I never liked the strong hazelnut flavor of Nutella but hadn’t shared my thoughts, as I had friends who represented the company. With Nutella in mind, I was a bit hesitant to sample Rigoni di Asiago’s organic hazelnut spread, thinking it would be much like that other chocolate hazelnut spread. It’s not.

This creamy, dreamy chocolate spread is made from organic ingredients including sugar, hazelnut paste, sunflower oil, skim milk powder, cocoa powder, cocoa butter, soy lecithin and natural vanilla flavoring. No artificial flavoring here. Spread on bread, scones, cakes or crepes, drizzle over ice cream or just eat it with a spoon. It’s that yummy.

Bryan: I was always a purist when it came to chocolate, a substance so divine that to me, it was only demeaned by the addition of anything else. I wanted neither mint nor toffee mottling my candy bars, and I certainly despised any oatmeal or especially nuts in my chocolate chip cookies: An abomination, I thought, contaminating chocolate with nuts. And this view remained for almost 20 years, until a move abroad brought me face to face with a chocolate/nut spread called Nutella on a daily basis. Aside from the ever-popular sweet crepes you may know it from, I found that many of my Belgian roommates spread it on everything from fruit to sandwiches. What was its appeal? I had to know.
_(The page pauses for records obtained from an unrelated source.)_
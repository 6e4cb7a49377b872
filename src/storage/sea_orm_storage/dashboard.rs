use std::collections::BTreeMap;

use super::SeaOrmStorage;
use crate::entity::prelude::*;
use crate::entity::{format_date, progress_entries, students, teaching_plans};
use crate::errors::{PreschoolError, Result};
use crate::models::{
    common::ClassLevel,
    dashboard::responses::{DashboardStatsResponse, TeacherLoad},
    plans::entities::PlanStatus,
    progress::entities::ProgressArea,
};
use sea_orm::{ColumnTrait, EntityTrait, PaginatorTrait, QueryFilter, QuerySelect};

/// 成长记录统计窗口
const RECENT_DAYS: i64 = 30;

fn db_err(what: &str) -> impl FnOnce(sea_orm::DbErr) -> PreschoolError + '_ {
    move |e| PreschoolError::database_operation(format!("{what}失败: {e}"))
}

impl SeaOrmStorage {
    pub async fn get_dashboard_stats_impl(&self) -> Result<DashboardStatsResponse> {
        let total_students = Students::find()
            .count(&self.db)
            .await
            .map_err(db_err("统计学生数量"))?;
        let total_teachers = Teachers::find()
            .count(&self.db)
            .await
            .map_err(db_err("统计教师数量"))?;
        let unassigned_students = Students::find()
            .filter(students::Column::TeacherId.is_null())
            .count(&self.db)
            .await
            .map_err(db_err("统计未分配学生"))?;

        let mut students_per_class_level = BTreeMap::new();
        for level in ClassLevel::ALL {
            let count = Students::find()
                .filter(students::Column::ClassLevel.eq(level.as_str()))
                .count(&self.db)
                .await
                .map_err(db_err("统计班级人数"))?;
            students_per_class_level.insert(*level, count as i64);
        }

        // 每位教师名下的学生数
        let counts: BTreeMap<i64, i64> = Students::find()
            .select_only()
            .column(students::Column::TeacherId)
            .column_as(students::Column::Id.count(), "student_count")
            .filter(students::Column::TeacherId.is_not_null())
            .group_by(students::Column::TeacherId)
            .into_tuple::<(Option<i64>, i64)>()
            .all(&self.db)
            .await
            .map_err(db_err("统计教师带班人数"))?
            .into_iter()
            .filter_map(|(teacher_id, count)| teacher_id.map(|id| (id, count)))
            .collect();

        let teacher_loads = self
            .list_all_teachers_impl()
            .await?
            .into_iter()
            .map(|t| TeacherLoad {
                student_count: counts.get(&t.id).copied().unwrap_or(0),
                teacher_id: t.id,
                name: t.name,
            })
            .collect();

        let since = chrono::Utc::now().date_naive() - chrono::Duration::days(RECENT_DAYS);
        let recent_progress_entries = ProgressEntries::find()
            .filter(progress_entries::Column::RecordedOn.gte(format_date(since)))
            .count(&self.db)
            .await
            .map_err(db_err("统计成长记录"))?;

        // 按 (领域, 分值) 分组计数，结果行数与记录总数无关
        let ratings = ProgressEntries::find()
            .select_only()
            .column(progress_entries::Column::Area)
            .column(progress_entries::Column::Rating)
            .column_as(progress_entries::Column::Id.count(), "entry_count")
            .group_by(progress_entries::Column::Area)
            .group_by(progress_entries::Column::Rating)
            .into_tuple::<(String, i32, i64)>()
            .all(&self.db)
            .await
            .map_err(db_err("统计评分分布"))?;

        let published_plans = TeachingPlans::find()
            .filter(teaching_plans::Column::Status.eq(PlanStatus::Published.as_str()))
            .count(&self.db)
            .await
            .map_err(db_err("统计教学计划"))?;

        Ok(DashboardStatsResponse {
            total_students: total_students as i64,
            total_teachers: total_teachers as i64,
            unassigned_students: unassigned_students as i64,
            students_per_class_level,
            teacher_loads,
            recent_progress_entries: recent_progress_entries as i64,
            average_rating_by_area: average_by_area(&ratings),
            published_plans: published_plans as i64,
            generated_at: chrono::Utc::now(),
        })
    }
}

/// 由 (领域, 分值, 条数) 分布求各领域平均分，保留两位小数；无法识别的领域忽略
fn average_by_area(distribution: &[(String, i32, i64)]) -> BTreeMap<ProgressArea, f64> {
    let mut sums: BTreeMap<ProgressArea, (i64, i64)> = BTreeMap::new();
    for (area, rating, count) in distribution {
        if *count > 0
            && let Ok(area) = area.parse::<ProgressArea>()
        {
            let entry = sums.entry(area).or_default();
            entry.0 += i64::from(*rating) * count;
            entry.1 += count;
        }
    }

    sums.into_iter()
        .map(|(area, (sum, count))| {
            let avg = sum as f64 / count as f64;
            (area, (avg * 100.0).round() / 100.0)
        })
        .collect()
}

#[cfg(test)]
mod tests {
    use super::*;

    #[test]
    fn test_average_by_area() {
        let ratings = vec![
            ("literacy".to_string(), 4, 1),
            ("literacy".to_string(), 5, 1),
            ("numeracy".to_string(), 2, 1),
            ("numeracy".to_string(), 3, 2),
            ("cooking".to_string(), 1, 7),
            ("social".to_string(), 5, 0),
        ];

        let averages = average_by_area(&ratings);
        assert_eq!(averages.len(), 2);
        assert_eq!(averages[&ProgressArea::Literacy], 4.5);
        assert_eq!(averages[&ProgressArea::Numeracy], 2.67);
    }
}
Well, fact is, it’s delicious. And it’s not just Nutella; Europe is awash with some amazing “hazelnut spreads”… as this is, in fact, not actually chocolate per se, neither meeting European cocoa percentage standards nor needing refrigeration as a product containing cocoa butter would!

Nutella is a popular brand of an incredibly popular product, gianduja. Despite the product’s worldwide fame, it’s a name most people have likely never heard. Gianduja is also the epitome of everything I thought I disliked about the contamination of chocolate with nuts, but ended up realizing I loved.

The substance usually contains at least 30 percent hazelnut paste (with ingredients like sugar, vegetable oil, cocoa and skim milk rounding it out). The sometimes-solid, sometimes-paste was invented in Turin, Italy, in 1852. Turin lies in the heart of Piedmont, the Italian region where hazelnut chocolates were common. The now worldly popular hazelnut paste was originally developed as a way to make cheaper chocolate after taxes on cocoa beans threatened the production of conventional chocolate.

Well, we now bring you the crème de la crème. The best chocolate/hazelnut spread of them all, Rigoni di Asiago’s Nocciolata. So incredibly rich, smooth and creamy, with a much softer texture and a subtly sweeter flavor than Nutella; these are all amazing things, as Nutella is great to begin with!

Spread it on anything! I love it with fruit and on crusty French bread. Possibilities are endless.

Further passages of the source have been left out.